After Nadal briefly looked to have wrestled the initiative back mid-set, the world number 15 rediscovered his range, taking his chance on his fifth set point to break the Spaniard's serve, win 7-5 and tie things up at 1-1.
After a second set that lasted just over an hour, the intensity cranked up another notch in the third. Both players showed fierce determination as they exchanged games and breaks of serve. After a brief stoppage in which a fan had to receive medical attention, the set entered a tie break that had looked inevitable for some time. Nadal re-took the lead in characteristic style, grinding down his opponent just by staying in the rally until a tired shot from Dimitrov found the net.
There was a danger that the tie break loss could have taken its toll on Dimitrov's game but the 25-year-old continued to take the fight to Nadal in the fourth.
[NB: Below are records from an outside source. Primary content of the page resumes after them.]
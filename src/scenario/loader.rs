//! Load scenarios from TOML or JSON files

use std::fs;
use std::path::Path;

use crate::core::error::{Result, WalkError};
use crate::scenario::schema::Scenario;

/// Parse a TOML scenario and validate it
pub fn parse_scenario_toml(content: &str) -> Result<Scenario> {
    let scenario: Scenario =
        toml::from_str(content).map_err(|e| WalkError::ScenarioParse(e.to_string()))?;
    scenario.validate()?;
    Ok(scenario)
}

/// Parse a JSON scenario and validate it
pub fn parse_scenario_json(content: &str) -> Result<Scenario> {
    let scenario: Scenario =
        serde_json::from_str(content).map_err(|e| WalkError::ScenarioParse(e.to_string()))?;
    scenario.validate()?;
    Ok(scenario)
}

/// Load a scenario file; the format follows the extension (`.toml` or `.json`)
pub fn load_scenario(path: &Path) -> Result<Scenario> {
    let content = fs::read_to_string(path)?;
    let extension = path
        .extension()
        .and_then(|e| e.to_str())
        .map(|e| e.to_ascii_lowercase());

    let scenario = match extension.as_deref() {
        Some("toml") => parse_scenario_toml(&content),
        Some("json") => parse_scenario_json(&content),
        _ => Err(WalkError::ScenarioParse(format!(
            "{}: unknown scenario format, expected .toml or .json",
            path.display()
        ))),
    }?;

    tracing::debug!(
        "Loaded {}D scenario from {}",
        scenario.dimensions,
        path.display()
    );
    Ok(scenario)
}

#[cfg(test)]
mod tests {
    use super::*;
    use crate::scenario::schema::{FeatureSpec, PortalSpec};
    use crate::world::resolve::SlowZonePolicy;

    const PLANAR_TOML: &str = r#"
dimensions = 2
walker_type = 3
num_steps = 250
num_walkers = 4
restart = true
seed = 42
traps = 1
slow_zone_policy = "passthrough"

obstacles = 2

[[portals]]
center = [5.0, 5.0]
length = 2.0
exit = [-5.0, -5.0]

[[portals]]
length = 3.5

[statistics]
num_runs = 10
step_counts = [100, 200]
"#;

    #[test]
    fn test_parse_toml() {
        let scenario = parse_scenario_toml(PLANAR_TOML).unwrap();
        assert_eq!(scenario.dimensions, 2);
        assert_eq!(scenario.num_steps, 250);
        assert!(scenario.restart);
        assert_eq!(scenario.seed, Some(42));
        assert_eq!(scenario.obstacles, FeatureSpec::Count(2));
        assert_eq!(scenario.slow_zone_policy, SlowZonePolicy::Passthrough);
        assert_eq!(
            scenario.portals,
            FeatureSpec::Explicit(vec![
                PortalSpec {
                    center: Some(vec![5.0, 5.0]),
                    length: Some(2.0),
                    exit: Some(vec![-5.0, -5.0]),
                },
                PortalSpec {
                    center: None,
                    length: Some(3.5),
                    exit: None,
                },
            ])
        );
        assert_eq!(scenario.statistics.unwrap().step_counts, vec![100, 200]);
    }

    #[test]
    fn test_parse_json_with_defaults() {
        let scenario = parse_scenario_json(r#"{"dimensions": 3, "walker_type": 5, "black_holes": 2}"#)
            .unwrap();
        assert_eq!(scenario.num_steps, 100);
        assert_eq!(scenario.num_walkers, 1);
        assert_eq!(scenario.black_holes, 2);
        assert_eq!(scenario.slow_zone_policy, SlowZonePolicy::StopWhenResident);
        assert!(scenario.portals.is_empty());
    }

    #[test]
    fn test_unknown_field_is_parse_error() {
        let err = parse_scenario_toml("dimensions = 2\nwalker_type = 1\nwarp_drives = 3\n").unwrap_err();
        assert!(matches!(err, WalkError::ScenarioParse(_)));
    }

    #[test]
    fn test_invalid_values_are_configuration_errors() {
        let err = parse_scenario_json(r#"{"dimensions": 2, "walker_type": 9}"#).unwrap_err();
        assert!(matches!(err, WalkError::InvalidConfiguration(_)));
    }

    #[test]
    fn test_out_of_range_walker_codes_are_configuration_errors() {
        for code in ["300", "-1", "0"] {
            let toml = format!("dimensions = 2\nwalker_type = {}\n", code);
            let err = parse_scenario_toml(&toml).unwrap_err();
            assert!(matches!(err, WalkError::InvalidConfiguration(_)), "code {}", code);
        }
    }

    #[test]
    fn test_missing_file_is_io_error() {
        let err = load_scenario(Path::new("/nonexistent/scenario.toml")).unwrap_err();
        assert!(matches!(err, WalkError::IoError(_)));
    }
}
While Dimitrov pulled out some magnificent shots, unforced errors had begun to creep in to the Bulgarian's game with a worrying regularity.
One of those winners, a booming forehand that clipped the line, forced the fourth set in to another tie break – and pushed the set clock over the hour mark for the third set in a row. This time Dimitrov took the decider. After failing with his first set point, the Bulgarian hammered a big serve down the line to level things up at 2-2.
The fifth set saw more punishing exchanges between two men drawing on their last reserves of energy. As the clock ticked past midnight and the match approached its fifth hour, Nadal drew on all his experience to prise a break in the ninth game and a chance to serve for the match.
As he had for the 5 previous hours, Dimitrov made his opponent work. But after he spurned two match points, Nadal watched as Dimitrov hit a regulation groundstroke out.
The Spaniard sunk to his knees and then lay prone on his front. He'll have to pick himself up again for an unexpected final meeting with his oldest foe.
"It was a moment that both of us thought we would never be in again, to be in the final in Australia, we feel very happy," Nadal said in the on-court interview post-match.
If the quality is anywhere near as high as the tennis on show today, then the fans will be just as happy too.